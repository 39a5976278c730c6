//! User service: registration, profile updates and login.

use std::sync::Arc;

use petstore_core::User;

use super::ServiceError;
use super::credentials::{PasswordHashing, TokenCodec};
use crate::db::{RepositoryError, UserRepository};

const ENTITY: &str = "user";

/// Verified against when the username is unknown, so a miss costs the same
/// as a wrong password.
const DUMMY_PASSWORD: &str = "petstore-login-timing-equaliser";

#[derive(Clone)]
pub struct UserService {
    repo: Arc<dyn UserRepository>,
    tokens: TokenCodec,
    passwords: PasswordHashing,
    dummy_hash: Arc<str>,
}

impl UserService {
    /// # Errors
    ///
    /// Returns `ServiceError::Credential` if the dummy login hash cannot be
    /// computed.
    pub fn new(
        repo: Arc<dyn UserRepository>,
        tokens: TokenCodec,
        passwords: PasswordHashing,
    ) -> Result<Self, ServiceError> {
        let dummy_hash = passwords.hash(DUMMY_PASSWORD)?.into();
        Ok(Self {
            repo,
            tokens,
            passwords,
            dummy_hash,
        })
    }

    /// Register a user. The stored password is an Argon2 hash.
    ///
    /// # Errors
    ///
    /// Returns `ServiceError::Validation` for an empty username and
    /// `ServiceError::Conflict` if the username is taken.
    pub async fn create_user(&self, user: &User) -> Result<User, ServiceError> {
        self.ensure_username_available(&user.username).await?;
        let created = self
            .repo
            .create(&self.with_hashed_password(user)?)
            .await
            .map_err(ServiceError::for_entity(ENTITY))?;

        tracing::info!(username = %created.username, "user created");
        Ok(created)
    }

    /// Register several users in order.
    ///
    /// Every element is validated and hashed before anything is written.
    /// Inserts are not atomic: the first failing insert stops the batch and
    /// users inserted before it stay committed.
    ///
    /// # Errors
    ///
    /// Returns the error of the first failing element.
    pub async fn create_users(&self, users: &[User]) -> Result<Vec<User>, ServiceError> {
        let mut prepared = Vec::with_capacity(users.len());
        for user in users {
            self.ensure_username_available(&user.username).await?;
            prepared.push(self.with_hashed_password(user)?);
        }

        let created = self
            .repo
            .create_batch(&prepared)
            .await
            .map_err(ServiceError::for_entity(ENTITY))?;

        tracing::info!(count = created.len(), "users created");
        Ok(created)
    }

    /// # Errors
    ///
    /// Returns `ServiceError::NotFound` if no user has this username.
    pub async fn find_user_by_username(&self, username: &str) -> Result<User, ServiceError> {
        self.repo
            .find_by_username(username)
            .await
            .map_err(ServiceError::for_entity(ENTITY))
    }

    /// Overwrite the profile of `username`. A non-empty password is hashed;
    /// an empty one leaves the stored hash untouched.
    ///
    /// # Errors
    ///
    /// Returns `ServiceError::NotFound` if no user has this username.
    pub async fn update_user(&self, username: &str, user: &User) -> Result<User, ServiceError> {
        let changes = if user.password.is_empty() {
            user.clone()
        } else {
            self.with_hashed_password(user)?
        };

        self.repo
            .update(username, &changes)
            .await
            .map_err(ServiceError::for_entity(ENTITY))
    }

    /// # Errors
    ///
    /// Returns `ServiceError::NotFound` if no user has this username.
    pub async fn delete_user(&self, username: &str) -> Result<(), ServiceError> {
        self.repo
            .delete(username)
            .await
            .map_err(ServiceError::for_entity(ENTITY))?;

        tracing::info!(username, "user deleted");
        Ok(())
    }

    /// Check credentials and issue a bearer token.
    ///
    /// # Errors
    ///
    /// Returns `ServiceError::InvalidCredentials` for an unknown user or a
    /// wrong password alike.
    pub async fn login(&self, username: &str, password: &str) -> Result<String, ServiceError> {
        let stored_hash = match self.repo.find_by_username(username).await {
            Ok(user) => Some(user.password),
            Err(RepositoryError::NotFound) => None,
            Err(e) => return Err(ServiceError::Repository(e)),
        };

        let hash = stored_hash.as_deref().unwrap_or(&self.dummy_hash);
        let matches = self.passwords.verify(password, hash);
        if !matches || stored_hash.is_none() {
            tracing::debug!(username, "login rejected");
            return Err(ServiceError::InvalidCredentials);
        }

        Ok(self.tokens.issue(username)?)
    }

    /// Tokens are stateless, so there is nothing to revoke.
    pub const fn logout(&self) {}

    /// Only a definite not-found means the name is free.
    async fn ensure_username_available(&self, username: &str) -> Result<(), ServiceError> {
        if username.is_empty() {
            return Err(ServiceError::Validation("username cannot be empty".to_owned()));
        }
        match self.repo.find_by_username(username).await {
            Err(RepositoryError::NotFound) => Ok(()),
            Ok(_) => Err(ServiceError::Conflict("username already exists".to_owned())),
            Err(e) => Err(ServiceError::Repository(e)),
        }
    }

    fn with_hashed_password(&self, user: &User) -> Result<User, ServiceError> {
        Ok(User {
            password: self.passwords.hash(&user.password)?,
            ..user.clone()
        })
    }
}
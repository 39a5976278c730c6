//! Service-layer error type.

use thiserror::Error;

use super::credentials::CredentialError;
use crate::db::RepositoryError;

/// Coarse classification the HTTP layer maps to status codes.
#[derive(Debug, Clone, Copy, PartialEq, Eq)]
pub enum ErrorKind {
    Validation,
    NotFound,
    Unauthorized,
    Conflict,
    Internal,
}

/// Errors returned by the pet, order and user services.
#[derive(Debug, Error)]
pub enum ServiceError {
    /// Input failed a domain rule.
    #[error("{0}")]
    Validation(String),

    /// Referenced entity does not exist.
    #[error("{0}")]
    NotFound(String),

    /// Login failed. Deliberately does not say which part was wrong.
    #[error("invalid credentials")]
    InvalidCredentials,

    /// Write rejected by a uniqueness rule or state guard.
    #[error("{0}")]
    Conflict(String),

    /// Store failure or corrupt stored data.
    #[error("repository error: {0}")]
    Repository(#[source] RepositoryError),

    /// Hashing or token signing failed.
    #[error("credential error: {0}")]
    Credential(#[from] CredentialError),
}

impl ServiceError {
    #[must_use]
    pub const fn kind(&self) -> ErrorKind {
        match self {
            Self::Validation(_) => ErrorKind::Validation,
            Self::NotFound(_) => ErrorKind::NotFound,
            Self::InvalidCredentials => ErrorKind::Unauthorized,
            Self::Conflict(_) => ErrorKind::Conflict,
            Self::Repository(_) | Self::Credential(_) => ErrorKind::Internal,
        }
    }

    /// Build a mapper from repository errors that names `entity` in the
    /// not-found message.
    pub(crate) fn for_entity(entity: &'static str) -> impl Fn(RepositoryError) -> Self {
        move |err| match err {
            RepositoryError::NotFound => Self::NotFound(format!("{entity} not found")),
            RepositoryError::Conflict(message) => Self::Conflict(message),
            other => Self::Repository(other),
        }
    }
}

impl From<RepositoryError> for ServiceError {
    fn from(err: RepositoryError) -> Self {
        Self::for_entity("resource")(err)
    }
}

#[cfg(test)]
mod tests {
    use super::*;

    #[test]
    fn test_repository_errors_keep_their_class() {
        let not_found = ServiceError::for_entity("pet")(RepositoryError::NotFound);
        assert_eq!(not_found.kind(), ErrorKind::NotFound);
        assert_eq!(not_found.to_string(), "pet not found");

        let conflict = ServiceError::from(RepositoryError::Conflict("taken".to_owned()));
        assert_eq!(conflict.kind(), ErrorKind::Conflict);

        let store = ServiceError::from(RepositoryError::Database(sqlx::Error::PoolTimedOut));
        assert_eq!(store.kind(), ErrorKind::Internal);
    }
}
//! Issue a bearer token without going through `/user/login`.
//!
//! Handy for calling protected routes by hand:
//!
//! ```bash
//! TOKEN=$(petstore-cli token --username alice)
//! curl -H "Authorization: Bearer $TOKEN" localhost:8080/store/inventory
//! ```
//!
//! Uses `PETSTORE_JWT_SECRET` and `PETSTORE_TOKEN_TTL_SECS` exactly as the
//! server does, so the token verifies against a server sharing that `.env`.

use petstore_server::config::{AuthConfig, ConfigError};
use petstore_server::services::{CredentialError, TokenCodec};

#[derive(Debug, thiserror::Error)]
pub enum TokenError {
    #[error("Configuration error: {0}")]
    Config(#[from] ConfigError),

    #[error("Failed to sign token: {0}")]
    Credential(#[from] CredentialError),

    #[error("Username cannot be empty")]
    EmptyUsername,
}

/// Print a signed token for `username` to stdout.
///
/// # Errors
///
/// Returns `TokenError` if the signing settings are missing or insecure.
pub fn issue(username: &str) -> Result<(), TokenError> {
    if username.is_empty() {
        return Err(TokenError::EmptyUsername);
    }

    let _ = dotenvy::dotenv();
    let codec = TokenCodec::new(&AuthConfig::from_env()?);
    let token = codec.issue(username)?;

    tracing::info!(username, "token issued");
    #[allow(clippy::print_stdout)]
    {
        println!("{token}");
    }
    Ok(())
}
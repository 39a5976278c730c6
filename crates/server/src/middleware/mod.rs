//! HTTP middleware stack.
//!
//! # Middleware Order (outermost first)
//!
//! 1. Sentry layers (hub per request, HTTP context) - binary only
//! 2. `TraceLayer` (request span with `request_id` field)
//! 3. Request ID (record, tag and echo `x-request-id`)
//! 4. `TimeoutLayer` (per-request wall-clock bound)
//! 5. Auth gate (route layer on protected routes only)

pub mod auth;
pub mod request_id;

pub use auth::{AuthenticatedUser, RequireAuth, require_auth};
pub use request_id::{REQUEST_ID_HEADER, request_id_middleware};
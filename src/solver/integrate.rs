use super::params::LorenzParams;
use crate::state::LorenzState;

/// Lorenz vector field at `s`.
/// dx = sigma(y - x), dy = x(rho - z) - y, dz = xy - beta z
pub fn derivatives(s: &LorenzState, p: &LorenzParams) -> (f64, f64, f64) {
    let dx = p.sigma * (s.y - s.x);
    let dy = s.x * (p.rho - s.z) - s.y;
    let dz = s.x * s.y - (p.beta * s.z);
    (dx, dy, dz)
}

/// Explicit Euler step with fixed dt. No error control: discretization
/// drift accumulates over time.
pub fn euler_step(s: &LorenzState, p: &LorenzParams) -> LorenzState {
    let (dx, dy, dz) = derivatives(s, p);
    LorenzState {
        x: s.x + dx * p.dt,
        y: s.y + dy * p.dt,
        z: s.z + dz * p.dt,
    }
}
____
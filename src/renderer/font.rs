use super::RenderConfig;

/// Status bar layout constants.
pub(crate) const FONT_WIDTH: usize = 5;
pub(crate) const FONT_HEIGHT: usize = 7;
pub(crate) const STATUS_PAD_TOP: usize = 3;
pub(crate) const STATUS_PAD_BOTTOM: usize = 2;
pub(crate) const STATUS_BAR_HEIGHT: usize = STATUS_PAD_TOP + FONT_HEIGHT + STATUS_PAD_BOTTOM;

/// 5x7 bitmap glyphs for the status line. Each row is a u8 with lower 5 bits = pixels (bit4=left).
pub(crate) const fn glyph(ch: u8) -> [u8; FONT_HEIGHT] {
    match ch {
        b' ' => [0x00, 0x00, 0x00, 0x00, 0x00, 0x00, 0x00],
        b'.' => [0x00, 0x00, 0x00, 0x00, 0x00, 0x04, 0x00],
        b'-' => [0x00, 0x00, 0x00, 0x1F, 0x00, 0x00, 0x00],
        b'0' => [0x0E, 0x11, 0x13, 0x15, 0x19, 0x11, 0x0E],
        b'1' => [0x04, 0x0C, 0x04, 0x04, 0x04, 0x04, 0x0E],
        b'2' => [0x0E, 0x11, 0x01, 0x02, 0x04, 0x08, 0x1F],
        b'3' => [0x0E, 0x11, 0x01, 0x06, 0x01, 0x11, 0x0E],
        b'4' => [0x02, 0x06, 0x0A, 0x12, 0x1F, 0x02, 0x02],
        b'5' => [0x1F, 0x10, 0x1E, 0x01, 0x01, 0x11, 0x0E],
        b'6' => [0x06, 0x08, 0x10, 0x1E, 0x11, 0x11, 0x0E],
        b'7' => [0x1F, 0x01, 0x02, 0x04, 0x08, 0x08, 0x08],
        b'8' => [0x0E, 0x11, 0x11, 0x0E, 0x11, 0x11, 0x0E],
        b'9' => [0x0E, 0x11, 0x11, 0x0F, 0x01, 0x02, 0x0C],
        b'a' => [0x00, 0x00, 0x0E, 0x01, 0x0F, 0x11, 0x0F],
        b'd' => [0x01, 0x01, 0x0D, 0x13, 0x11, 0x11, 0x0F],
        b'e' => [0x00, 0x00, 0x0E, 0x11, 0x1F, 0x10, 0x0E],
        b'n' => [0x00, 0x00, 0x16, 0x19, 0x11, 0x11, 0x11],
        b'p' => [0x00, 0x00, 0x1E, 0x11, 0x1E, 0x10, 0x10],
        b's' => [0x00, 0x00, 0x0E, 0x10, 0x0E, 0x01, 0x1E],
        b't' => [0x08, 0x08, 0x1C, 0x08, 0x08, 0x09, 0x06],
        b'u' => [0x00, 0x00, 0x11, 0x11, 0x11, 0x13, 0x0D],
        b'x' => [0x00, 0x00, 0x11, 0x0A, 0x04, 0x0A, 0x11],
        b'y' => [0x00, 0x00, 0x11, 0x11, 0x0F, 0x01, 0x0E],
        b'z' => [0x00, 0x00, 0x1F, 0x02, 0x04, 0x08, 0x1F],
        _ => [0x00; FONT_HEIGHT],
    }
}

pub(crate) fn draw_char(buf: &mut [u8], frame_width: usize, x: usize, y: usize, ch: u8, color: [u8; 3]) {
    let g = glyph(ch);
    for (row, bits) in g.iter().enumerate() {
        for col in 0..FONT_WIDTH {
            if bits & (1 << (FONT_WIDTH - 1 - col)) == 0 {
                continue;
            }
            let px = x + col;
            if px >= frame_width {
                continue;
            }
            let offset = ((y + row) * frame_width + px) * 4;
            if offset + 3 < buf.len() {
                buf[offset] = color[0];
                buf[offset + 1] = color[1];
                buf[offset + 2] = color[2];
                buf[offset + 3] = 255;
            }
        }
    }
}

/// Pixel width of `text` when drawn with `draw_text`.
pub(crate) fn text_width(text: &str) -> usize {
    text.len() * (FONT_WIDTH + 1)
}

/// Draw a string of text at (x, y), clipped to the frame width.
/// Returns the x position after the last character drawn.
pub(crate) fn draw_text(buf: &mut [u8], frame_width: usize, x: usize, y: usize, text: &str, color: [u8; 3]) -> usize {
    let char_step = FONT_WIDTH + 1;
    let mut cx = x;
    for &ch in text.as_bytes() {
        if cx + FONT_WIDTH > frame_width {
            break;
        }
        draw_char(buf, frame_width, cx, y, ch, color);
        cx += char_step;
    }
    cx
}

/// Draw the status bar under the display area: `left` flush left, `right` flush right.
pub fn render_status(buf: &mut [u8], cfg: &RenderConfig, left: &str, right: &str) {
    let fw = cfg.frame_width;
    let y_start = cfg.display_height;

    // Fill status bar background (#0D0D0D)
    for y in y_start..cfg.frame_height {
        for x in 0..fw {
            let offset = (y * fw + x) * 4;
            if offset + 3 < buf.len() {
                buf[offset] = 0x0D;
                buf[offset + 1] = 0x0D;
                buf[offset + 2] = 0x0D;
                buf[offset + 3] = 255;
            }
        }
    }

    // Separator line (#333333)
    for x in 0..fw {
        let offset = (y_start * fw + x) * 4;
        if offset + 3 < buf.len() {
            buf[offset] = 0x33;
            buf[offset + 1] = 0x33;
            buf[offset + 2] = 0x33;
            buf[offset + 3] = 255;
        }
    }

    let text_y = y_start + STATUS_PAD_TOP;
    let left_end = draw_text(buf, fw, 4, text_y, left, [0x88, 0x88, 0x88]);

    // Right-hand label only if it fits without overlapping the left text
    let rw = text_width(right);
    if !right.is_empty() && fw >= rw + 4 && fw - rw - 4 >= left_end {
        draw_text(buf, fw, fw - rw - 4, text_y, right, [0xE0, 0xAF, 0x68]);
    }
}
____
*Task prompt*. Starting at the line above that holds "buf[offset + 1] = color[1];" and ending at the line that holds "pub(crate) fn draw_text(buf: &mut", transcribe each line exactly and include no other lines.

*Output of the exercise*.
                buf[offset + 1] = color[1];
                buf[offset + 2] = color[2];
                buf[offset + 3] = 255;
            }
        }
    }
}

/// Pixel width of `text` when drawn with `draw_text`.
pub(crate) fn text_width(text: &str) -> usize {
    text.len() * (FONT_WIDTH + 1)
}

/// Draw a string of text at (x, y), clipped to the frame width.
/// Returns the x position after the last character drawn.
pub(crate) fn draw_text(buf: &mut [u8], frame_width: usize, x: usize, y: usize, text: &str, color: [u8; 3]) -> usize {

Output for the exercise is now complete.